Michelle Walker donated a portion of her own liver to Brevyn on Feb. 1, following a local pediatrician's discovery of a mass on the boy's liver.
"We're lucky we caught it before it spread," said Walker, a registered nurse, who played a key factor in the early detection of the fatal disease.
In November, Michelle was carrying her then six-week-old child as she exited her vehicle. She tripped on a curb, she recalled, and dropped the car seat he was strapped in a short distance to the ground.
She took her son to the emergency room and it was determined that there was no trauma associated with the accident.
That evening, Brevyn vomited and his mother became concerned again. She made an appointment to see his pediatrician, Dr. Joseph Fernando of Northwest Medical Center, as a precaution .
Unrelated to the fall, a mass was
discovered over Brevyn's liver and, upon running a series of tests, Fernando suspected it might be a tumor.
"The cancer hadn't spread outside of the tissue," Fernando said. "That really increased his survival rate."

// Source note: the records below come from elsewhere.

//! Mines, rockets and explosions.
//!
//! These are short-lived entities advanced once per tick before guns and
//! units act. Explosions also carry the final removal of destroyed units:
//! a dead unit stays on the field (and keeps blocking its cell) until its
//! explosion reaches half-life.

use std::collections::BTreeMap;

use tracing::{debug, trace};

use crate::battle::Battle;
use crate::entities::{Mine, Rocket, RocketId, UnitId};
use crate::grid::Cell;
use crate::math::{heading_of, Fixed, Vec2Fixed};
use crate::stats::Side;
use crate::units::{Ability, UnitSpec};

impl Battle {
    /// Fire a rocket from `origin` toward `target`.
    pub(crate) fn launch_rocket(&mut self, side: Side, origin: Vec2Fixed, target: Vec2Fixed, spec: &UnitSpec) {
        // A rocket without travel speed lands immediately.
        let speed = if spec.projectile_speed > Fixed::ZERO {
            spec.projectile_speed
        } else {
            Fixed::MAX
        };
        let rocket = Rocket {
            id: RocketId(0),
            side,
            position: origin,
            target,
            speed,
            heading: heading_of(target - origin),
            damage: spec.damage,
            area: spec.area,
        };
        let id = self.registry.insert_rocket(rocket);
        self.stats.side_mut(side).rockets_fired += 1;
        trace!(rocket = id.0, ?side, "Rocket launched");
    }

    /// Plant a mine unless the cell already holds one.
    pub(crate) fn plant_mine(&mut self, cell: Cell, side: Side, damage: u32) {
        if self.registry.plant_mine(Mine { cell, side, damage }) {
            debug!(x = cell.x, y = cell.y, ?side, "Mine planted");
        }
    }

    /// Advance explosion animations, removing dead units at half-life.
    pub(crate) fn run_explosion_system(&mut self) {
        let half_life = self.config.explosion_half_life();
        let phases = self.config.explosion_phases;

        for id in self.registry.sorted_explosion_ids() {
            let Some(explosion) = self.registry.explosion_mut(id) else {
                continue;
            };
            explosion.phase += 1;
            let phase = explosion.phase;
            let victim = if phase >= half_life {
                explosion.kill_target.take()
            } else {
                None
            };

            if let Some(victim) = victim {
                self.remove_unit(victim);
            }
            if phase >= phases {
                self.registry.remove_explosion(id);
            }
        }
    }

    /// Permanently take a unit off the battlefield.
    fn remove_unit(&mut self, id: UnitId) {
        let Some(unit) = self.registry.remove_unit(id) else {
            return;
        };
        self.planner.remove(&unit);
        self.events.removed.push(id);
        trace!(unit = id.0, "Unit removed");
    }

    /// Move rockets; detonate on arrival or when jammed.
    pub(crate) fn run_rocket_system(&mut self) {
        for id in self.registry.sorted_rocket_ids() {
            let Some(rocket) = self.registry.rocket(id).cloned() else {
                continue;
            };

            if self.is_jammed(&rocket) {
                debug!(rocket = id.0, "Rocket jammed");
                self.events.rockets_jammed.push(id);
                self.detonate(id);
                continue;
            }

            let Some(rocket) = self.registry.rocket_mut(id) else {
                continue;
            };
            rocket.position = rocket.position.step_toward(rocket.target, rocket.speed);
            if rocket.position == rocket.target {
                self.detonate(id);
            } else {
                rocket.heading = heading_of(rocket.target - rocket.position);
            }
        }
    }

    /// An enemy rocket jammer has the rocket within its range.
    fn is_jammed(&self, rocket: &Rocket) -> bool {
        self.registry.units().into_iter().any(|unit| {
            let spec = self.table.get(unit.kind);
            unit.is_alive()
                && !unit.is_paralyzed()
                && unit.side != rocket.side
                && spec.ability == Ability::RocketJammer
                && unit.position.distance(rocket.position) < spec.max_range
        })
    }

    fn detonate(&mut self, id: RocketId) {
        let Some(rocket) = self.registry.remove_rocket(id) else {
            return;
        };
        self.damage_area(rocket.position, rocket.damage, rocket.area, Some(rocket.side));
        self.spawn_explosion(rocket.position, None);
    }

    /// Trigger mines under enemy units.
    pub(crate) fn run_mine_system(&mut self) {
        let mut occupants: BTreeMap<Cell, (UnitId, Side)> = BTreeMap::new();
        for unit in self.registry.units() {
            if unit.is_alive() {
                occupants.insert(unit.cell(), (unit.id, unit.side));
            }
        }

        let mines: Vec<Mine> = self.registry.mines().copied().collect();
        for mine in mines {
            let Some(&(victim, side)) = occupants.get(&mine.cell) else {
                continue;
            };
            if side == mine.side {
                continue;
            }
            self.registry.remove_mine(mine.cell);
            self.stats.side_mut(mine.side).mines_triggered += 1;
            self.events.mines_triggered.push(mine.cell);
            debug!(x = mine.cell.x, y = mine.cell.y, unit = victim.0, "Mine triggered");

            self.damage_unit(victim, mine.damage);
            self.spawn_explosion(Vec2Fixed::from_cell(mine.cell), None);
        }
    }
}
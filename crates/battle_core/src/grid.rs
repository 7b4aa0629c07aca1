//! Battle surface and static passability.
//!
//! [`Surface`] is the terrain handed in by the host: which cells can be
//! walked on, which can hold a building, and which are excluded from
//! deployment. [`PassabilityGrid`] folds the live building footprints on top
//! of it and is rebuilt whenever a building is demolished. Dynamic occupancy
//! by units lives in the pathing module.

use std::collections::BTreeSet;

use serde::{Deserialize, Serialize};

/// A grid cell coordinate.
///
/// Coordinates are signed so ring scans may step outside the map; such
/// cells are simply out of bounds.
#[derive(Debug, Clone, Copy, PartialEq, Eq, Hash, PartialOrd, Ord, Serialize, Deserialize)]
pub struct Cell {
    /// Column.
    pub x: i32,
    /// Row (grows downward).
    pub y: i32,
}

impl Cell {
    /// Create a new cell coordinate.
    #[must_use]
    pub const fn new(x: i32, y: i32) -> Self {
        Self { x, y }
    }

    /// Offset by a delta.
    #[must_use]
    pub const fn offset(self, dx: i32, dy: i32) -> Self {
        Self::new(self.x + dx, self.y + dy)
    }

    /// Chebyshev distance (king moves).
    #[must_use]
    pub fn chebyshev(self, other: Self) -> u32 {
        self.x.abs_diff(other.x).max(self.y.abs_diff(other.y))
    }
}

/// Direction offsets for 8-directional movement.
pub const DIRECTIONS: [(i32, i32); 8] = [
    (1, 0),   // East
    (1, 1),   // Southeast
    (0, 1),   // South
    (-1, 1),  // Southwest
    (-1, 0),  // West
    (-1, -1), // Northwest
    (0, -1),  // North
    (1, -1),  // Northeast
];

/// Terrain types of the battle surface.
#[derive(Debug, Clone, Copy, PartialEq, Eq, Hash, Default, Serialize, Deserialize)]
pub enum CellType {
    /// Open ground: walkable, buildings may stand here.
    #[default]
    Open,
    /// Rough ground: walkable, but nothing can be built on it.
    Rough,
    /// Impassable terrain feature.
    Blocked,
}

impl CellType {
    /// Returns true if this cell is walkable.
    #[must_use]
    pub const fn is_walkable(self) -> bool {
        !matches!(self, Self::Blocked)
    }
}

/// Static terrain of a planet surface.
#[derive(Debug, Clone, Serialize, Deserialize)]
pub struct Surface {
    width: u32,
    height: u32,
    cells: Vec<CellType>,
    exclusions: BTreeSet<Cell>,
}

impl Surface {
    /// Create a new surface with all cells open.
    ///
    /// # Panics
    ///
    /// Panics if `width` or `height` is zero.
    #[must_use]
    pub fn new(width: u32, height: u32) -> Self {
        assert!(width > 0, "Surface width must be positive");
        assert!(height > 0, "Surface height must be positive");

        Self {
            width,
            height,
            cells: vec![CellType::Open; (width as usize) * (height as usize)],
            exclusions: BTreeSet::new(),
        }
    }

    /// Surface width in cells.
    #[must_use]
    pub const fn width(&self) -> u32 {
        self.width
    }

    /// Surface height in cells.
    #[must_use]
    pub const fn height(&self) -> u32 {
        self.height
    }

    /// Check if a cell is within bounds.
    #[must_use]
    pub fn in_bounds(&self, cell: Cell) -> bool {
        cell.x >= 0 && cell.y >= 0 && (cell.x as u32) < self.width && (cell.y as u32) < self.height
    }

    fn index(&self, cell: Cell) -> Option<usize> {
        self.in_bounds(cell)
            .then(|| (cell.y as usize) * (self.width as usize) + (cell.x as usize))
    }

    /// Terrain at a cell, `None` out of bounds.
    #[must_use]
    pub fn get_cell(&self, cell: Cell) -> Option<CellType> {
        self.index(cell).map(|i| self.cells[i])
    }

    /// Set terrain at a cell. Returns `false` if out of bounds.
    pub fn set_cell(&mut self, cell: Cell, cell_type: CellType) -> bool {
        match self.index(cell) {
            Some(i) => {
                self.cells[i] = cell_type;
                true
            }
            None => false,
        }
    }

    /// Terrain-only walkability.
    #[must_use]
    pub fn is_walkable(&self, cell: Cell) -> bool {
        self.get_cell(cell).is_some_and(CellType::is_walkable)
    }

    /// Terrain-only building test (ignores existing buildings).
    #[must_use]
    pub fn is_buildable(&self, cell: Cell) -> bool {
        self.get_cell(cell) == Some(CellType::Open)
    }

    /// Exclude a cell from every deployment zone.
    pub fn add_exclusion(&mut self, cell: Cell) {
        self.exclusions.insert(cell);
    }

    /// Cells excluded from deployment.
    #[must_use]
    pub fn exclusions(&self) -> &BTreeSet<Cell> {
        &self.exclusions
    }

    /// The center cell of the map.
    #[must_use]
    pub fn center(&self) -> Cell {
        Cell::new((self.width / 2) as i32, (self.height / 2) as i32)
    }
}

/// Static passability: terrain plus live building footprints.
#[derive(Debug, Clone)]
pub struct PassabilityGrid {
    width: u32,
    height: u32,
    blocked: Vec<bool>,
    version: u64,
}

impl PassabilityGrid {
    /// Build from a surface and the footprints of standing buildings.
    pub fn build<'a>(surface: &Surface, footprints: impl IntoIterator<Item = &'a Footprint>) -> Self {
        let mut grid = Self {
            width: surface.width(),
            height: surface.height(),
            blocked: Vec::new(),
            version: 0,
        };
        grid.rebuild(surface, footprints);
        grid
    }

    /// Recompute after the set of standing buildings changed.
    pub fn rebuild<'a>(
        &mut self,
        surface: &Surface,
        footprints: impl IntoIterator<Item = &'a Footprint>,
    ) {
        self.blocked = surface.cells.iter().map(|c| !c.is_walkable()).collect();
        for footprint in footprints {
            for cell in footprint.cells() {
                if let Some(i) = surface.index(cell) {
                    self.blocked[i] = true;
                }
            }
        }
        self.version += 1;
    }

    /// Grid width in cells.
    #[must_use]
    pub const fn width(&self) -> u32 {
        self.width
    }

    /// Grid height in cells.
    #[must_use]
    pub const fn height(&self) -> u32 {
        self.height
    }

    /// Increments each time the grid is rebuilt.
    #[must_use]
    pub const fn version(&self) -> u64 {
        self.version
    }

    /// Check if a cell is within bounds.
    #[must_use]
    pub fn in_bounds(&self, cell: Cell) -> bool {
        cell.x >= 0 && cell.y >= 0 && (cell.x as u32) < self.width && (cell.y as u32) < self.height
    }

    /// Row-major index of an in-bounds cell.
    #[must_use]
    pub fn index(&self, cell: Cell) -> Option<usize> {
        self.in_bounds(cell)
            .then(|| (cell.y as usize) * (self.width as usize) + (cell.x as usize))
    }

    /// Whether terrain and buildings allow a unit to stand on the cell.
    #[must_use]
    pub fn is_open(&self, cell: Cell) -> bool {
        self.index(cell).is_some_and(|i| !self.blocked[i])
    }

    /// Check if a diagonal move is valid (no corner cutting through blocked cells).
    #[must_use]
    pub fn is_step_valid(&self, from: Cell, dx: i32, dy: i32) -> bool {
        if !self.is_open(from.offset(dx, dy)) {
            return false;
        }
        if dx != 0 && dy != 0 {
            self.is_open(from.offset(dx, 0)) && self.is_open(from.offset(0, dy))
        } else {
            true
        }
    }
}

/// Rectangular area covered by a building.
#[derive(Debug, Clone, Copy, PartialEq, Eq, Hash, Serialize, Deserialize)]
pub struct Footprint {
    /// Top-left cell.
    pub origin: Cell,
    /// Width in cells.
    pub width: u32,
    /// Height in cells.
    pub height: u32,
}

impl Footprint {
    /// Create a new footprint.
    #[must_use]
    pub const fn new(origin: Cell, width: u32, height: u32) -> Self {
        Self {
            origin,
            width,
            height,
        }
    }

    /// All cells covered, row by row.
    pub fn cells(&self) -> impl Iterator<Item = Cell> + '_ {
        (0..self.height as i32).flat_map(move |dy| {
            (0..self.width as i32).map(move |dx| self.origin.offset(dx, dy))
        })
    }

    /// Check if the footprint covers a cell.
    #[must_use]
    pub fn contains(&self, cell: Cell) -> bool {
        cell.x >= self.origin.x
            && cell.y >= self.origin.y
            && cell.x < self.origin.x + self.width as i32
            && cell.y < self.origin.y + self.height as i32
    }

    /// Chebyshev distance from a cell to the footprint (0 when inside).
    #[must_use]
    pub fn ring_distance(&self, cell: Cell) -> u32 {
        let max_x = self.origin.x + self.width as i32 - 1;
        let max_y = self.origin.y + self.height as i32 - 1;
        let dx = if cell.x < self.origin.x {
            self.origin.x - cell.x
        } else if cell.x > max_x {
            cell.x - max_x
        } else {
            0
        };
        let dy = if cell.y < self.origin.y {
            self.origin.y - cell.y
        } else if cell.y > max_y {
            cell.y - max_y
        } else {
            0
        };
        dx.max(dy) as u32
    }
}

Fernando admitted Brevyn to Poplar Bluff Regional Medical Center, and he was soon transported to St. Louis Children's Hospital where he was diagnosed with hepatoblastoma. The rare form of liver cancer that appears in young children and is sometimes formed in the uterus, is seen less than five times a year at Children's Hospital, according to officials.
In receiving chemotherapy in a series of three-week cycles in order to shrink the tumor, Brevyn became eligible to be placed on the cataveric donor list upon completion of the second round of treatment.

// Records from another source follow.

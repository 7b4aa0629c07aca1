//! Deployment zones and deterministic unit placement.
//!
//! A side's deployment zone is a set of statically free cells. Units waiting
//! to be deployed are placed by scanning concentric square rings around the
//! zone's placement circle: ring 0 is the center cell; every later ring is
//! walked bottom row left to right, right column top to bottom, top row
//! right to left and left column bottom to top. Each zone cell that is still
//! free receives the next waiting unit.

use std::collections::BTreeSet;

use crate::buildings::Building;
use crate::config::BattleConfig;
use crate::grid::{Cell, PassabilityGrid, Surface};

/// Center and bounding radius of a candidate cell set.
#[derive(Debug, Clone, Copy, PartialEq, Eq, Hash)]
pub struct PlacementCircle {
    /// Cell nearest the mean position of the set.
    pub center: Cell,
    /// Largest Chebyshev distance from the center to a member.
    pub radius: u32,
}

/// Placement circle of a cell set, `None` for an empty set.
#[must_use]
pub fn placement_circle(cells: &BTreeSet<Cell>) -> Option<PlacementCircle> {
    if cells.is_empty() {
        return None;
    }
    let n = cells.len() as i64;
    let (sum_x, sum_y) = cells
        .iter()
        .fold((0i64, 0i64), |(sx, sy), c| (sx + i64::from(c.x), sy + i64::from(c.y)));
    // Rounded mean.
    let mean = |sum: i64| (2 * sum + n).div_euclid(2 * n) as i32;
    let center = Cell::new(mean(sum_x), mean(sum_y));
    let radius = cells.iter().map(|c| c.chebyshev(center)).max().unwrap_or(0);
    Some(PlacementCircle { center, radius })
}

/// Cells of the square ring at Chebyshev distance `radius`, in scan order.
#[must_use]
pub fn ring_cells(center: Cell, radius: u32) -> Vec<Cell> {
    if radius == 0 {
        return vec![center];
    }
    let r = radius as i32;
    let (cx, cy) = (center.x, center.y);
    let mut cells = Vec::with_capacity(8 * radius as usize);

    // Bottom row, left to right.
    cells.extend(((cx - r)..=(cx + r)).map(|x| Cell::new(x, cy + r)));
    // Right column, top to bottom.
    cells.extend(((cy - r)..(cy + r)).map(|y| Cell::new(cx + r, y)));
    // Top row, right to left.
    cells.extend(((cx - r)..(cx + r)).rev().map(|x| Cell::new(x, cy - r)));
    // Left column, bottom to top.
    cells.extend(((cy - r + 1)..(cy + r)).rev().map(|y| Cell::new(cx - r, y)));

    cells
}

/// Pick up to `count` cells for waiting units.
///
/// Rings `0..=max_radius` around `center` are scanned in order; a cell is
/// taken when it belongs to `zone` and `is_free` accepts it.
pub fn ring_scan<F>(center: Cell, max_radius: u32, zone: &BTreeSet<Cell>, count: usize, mut is_free: F) -> Vec<Cell>
where
    F: FnMut(Cell) -> bool,
{
    let mut picked = Vec::with_capacity(count);
    if count == 0 {
        return picked;
    }
    for radius in 0..=max_radius {
        for cell in ring_cells(center, radius) {
            if zone.contains(&cell) && is_free(cell) {
                picked.push(cell);
                if picked.len() == count {
                    return picked;
                }
            }
        }
    }
    picked
}

/// Statically free cells a side may deploy on.
///
/// Defenders deploy in rings around their standing buildings, or around the
/// buildable spot nearest the map center when none stand. Attackers deploy
/// in bands along the map edges, optionally skipping the outermost ring.
/// Exclusion cells are never part of a zone.
#[must_use]
pub fn deployment_zones(
    surface: &Surface,
    grid: &PassabilityGrid,
    buildings: &[Building],
    for_defender: bool,
    skip_outer_edge: bool,
    config: &BattleConfig,
) -> BTreeSet<Cell> {
    let usable = |cell: Cell| grid.is_open(cell) && !surface.exclusions().contains(&cell);
    let mut zone = BTreeSet::new();

    if !for_defender {
        let start = u32::from(skip_outer_edge);
        let end = start + config.attacker_band_depth;
        let (w, h) = (surface.width() as i32, surface.height() as i32);
        for y in 0..h {
            for x in 0..w {
                let edge = x.min(y).min(w - 1 - x).min(h - 1 - y) as u32;
                let cell = Cell::new(x, y);
                if edge >= start && edge < end && usable(cell) {
                    zone.insert(cell);
                }
            }
        }
        return zone;
    }

    let standing: Vec<&Building> = buildings.iter().filter(|b| !b.is_destroyed()).collect();
    if !standing.is_empty() {
        let depth = config.defender_ring_depth as i32;
        for building in standing {
            let fp = building.footprint;
            for y in (fp.origin.y - depth)..(fp.origin.y + fp.height as i32 + depth) {
                for x in (fp.origin.x - depth)..(fp.origin.x + fp.width as i32 + depth) {
                    let cell = Cell::new(x, y);
                    let d = fp.ring_distance(cell);
                    if d >= 1 && d <= depth as u32 && usable(cell) {
                        zone.insert(cell);
                    }
                }
            }
        }
        return zone;
    }

    let max_radius = surface.width().max(surface.height());
    let spot = (0..=max_radius)
        .flat_map(|r| ring_cells(surface.center(), r))
        .find(|&cell| surface.is_buildable(cell) && usable(cell));
    let Some(spot) = spot else {
        return zone;
    };
    for radius in 0..=max_radius {
        for cell in ring_cells(spot, radius) {
            if usable(cell) {
                zone.insert(cell);
                if zone.len() >= config.open_field_zone_cap {
                    return zone;
                }
            }
        }
    }
    zone
}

A week later, there were no matches with the same blood type so Brevyn was given one final cycle of chemotherapy. When no cataveric donors were available again during the short window when the baby's blood count was up, Brevyn's father, John Walker, grandmother, Pauletta Walker, and his mother were each tested to be live donors.

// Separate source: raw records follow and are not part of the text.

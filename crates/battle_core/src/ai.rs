//! Computer player hooks.
//!
//! A side may hand the battle a [`BattleAi`]. Its hooks run at fixed points
//! of the lifecycle and act through the same order API a human player uses,
//! so an AI can never bypass order validation.

use crate::battle::Battle;
use crate::stats::Side;

/// Decision-making for one side of a battle.
pub trait BattleAi: Send {
    /// Called once when the battle becomes active.
    fn battle_init(&mut self, _side: Side, _battle: &mut Battle) {}

    /// Called at the start of every active tick, attacker first.
    fn battle_tick(&mut self, side: Side, battle: &mut Battle);

    /// Called once when the battle has concluded.
    fn battle_done(&mut self, _side: Side, _battle: &Battle) {}
}

/// An AI that never issues orders; units rely on guard mode alone.
#[derive(Debug, Clone, Copy, Default)]
pub struct IdleAi;

impl BattleAi for IdleAi {
    fn battle_tick(&mut self, _side: Side, _battle: &mut Battle) {}
}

As it turned out, Michelle was determined to have the closest anatomical match to her son, although doctors did not recommend the ordeal of going through the procedure for the postpartum mother.
In the end, Michelle's surgeon, Dr. Jeffrey Lowell, determined it would be all right since livers regenerate and she was young, healthy and willing. A transplant team cut out 25 percent of Michelle's liver in Barnes Jewish Hospital. The organ was then transferred to Children's Hospital and inserted in Brevyn's body.
"She basically gave him life again," said Heidi Suppelsa, media relations manager for Children's Hospital.
The mother was discharged in a week and returned to Children's Hospital to help take care of her baby. She eventually checked in at a nearby hotel with her son and stepmother Debbie Fisher, as Brevyn was on about a dozen anti-rejection medications, and Michelle had to make biweekly visits to the hospital.
"His pathology report came back saying that they cured all his cancer," Michelle said upon returning to Ellsinore.
"As long as everything stays OK after a year of [CAT scans], and doctors expect it to, they won't need to conduct testing anymore.
"We're very happy to be home. Yes we are," the mother said in baby talk, to Brevyn's laugh.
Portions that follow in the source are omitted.